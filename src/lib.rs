//! Dispatches photon simulation jobs from clients to a pool of workers.
//!
//! Clients talk to a [`broker::Broker`], which hands each request to the
//! least recently ready worker and relays the reply. Workers run a
//! [`worker::WorkerAgent`] that heartbeats with the broker, reconnects when
//! it goes quiet, and answers requests through a [`worker::session::Session`].

pub mod config;
pub mod net;

#[cfg(feature = "broker")]
pub mod broker;
#[cfg(feature = "worker")]
pub mod worker;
-------
The expected response is the material above given again line by line, from its first line to the line holding "pub mod config;", inclusive.

Response for this exercise →
filename src/lib.rs
//! Dispatches photon simulation jobs from clients to a pool of workers.
//!
//! Clients talk to a [`broker::Broker`], which hands each request to the
//! least recently ready worker and relays the reply. Workers run a
//! [`worker::WorkerAgent`] that heartbeats with the broker, reconnects when
//! it goes quiet, and answers requests through a [`worker::session::Session`].

pub mod config;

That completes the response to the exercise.